Report the lines of the data below that contain the string "DriveClient".
[Start of section]
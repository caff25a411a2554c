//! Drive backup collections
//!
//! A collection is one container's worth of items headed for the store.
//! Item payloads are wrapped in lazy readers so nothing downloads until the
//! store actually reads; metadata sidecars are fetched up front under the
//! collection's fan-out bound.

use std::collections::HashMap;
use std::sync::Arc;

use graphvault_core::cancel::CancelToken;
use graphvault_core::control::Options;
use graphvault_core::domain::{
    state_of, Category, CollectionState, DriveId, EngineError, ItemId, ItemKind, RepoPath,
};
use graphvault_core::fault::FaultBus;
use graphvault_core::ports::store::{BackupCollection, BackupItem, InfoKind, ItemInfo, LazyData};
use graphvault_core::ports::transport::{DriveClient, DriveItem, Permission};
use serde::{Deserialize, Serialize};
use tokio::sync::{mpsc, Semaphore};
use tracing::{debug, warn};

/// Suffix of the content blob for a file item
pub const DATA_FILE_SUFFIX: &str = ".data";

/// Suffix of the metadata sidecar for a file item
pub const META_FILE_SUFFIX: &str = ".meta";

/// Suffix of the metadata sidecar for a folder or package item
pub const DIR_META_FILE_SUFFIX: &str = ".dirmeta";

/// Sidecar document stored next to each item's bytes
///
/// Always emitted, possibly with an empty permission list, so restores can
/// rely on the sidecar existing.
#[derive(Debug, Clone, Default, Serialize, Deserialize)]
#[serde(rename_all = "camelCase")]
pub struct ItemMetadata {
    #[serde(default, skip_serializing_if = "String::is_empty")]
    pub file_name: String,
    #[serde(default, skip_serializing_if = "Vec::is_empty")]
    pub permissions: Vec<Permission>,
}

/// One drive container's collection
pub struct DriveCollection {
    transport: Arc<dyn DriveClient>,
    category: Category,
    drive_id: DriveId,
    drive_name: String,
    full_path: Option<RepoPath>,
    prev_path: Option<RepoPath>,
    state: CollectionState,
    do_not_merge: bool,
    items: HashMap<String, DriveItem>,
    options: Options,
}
[End of section]
Output ::
use graphvault_core::ports::transport::{DriveClient, DriveItem, Permission};
    transport: Arc<dyn DriveClient>,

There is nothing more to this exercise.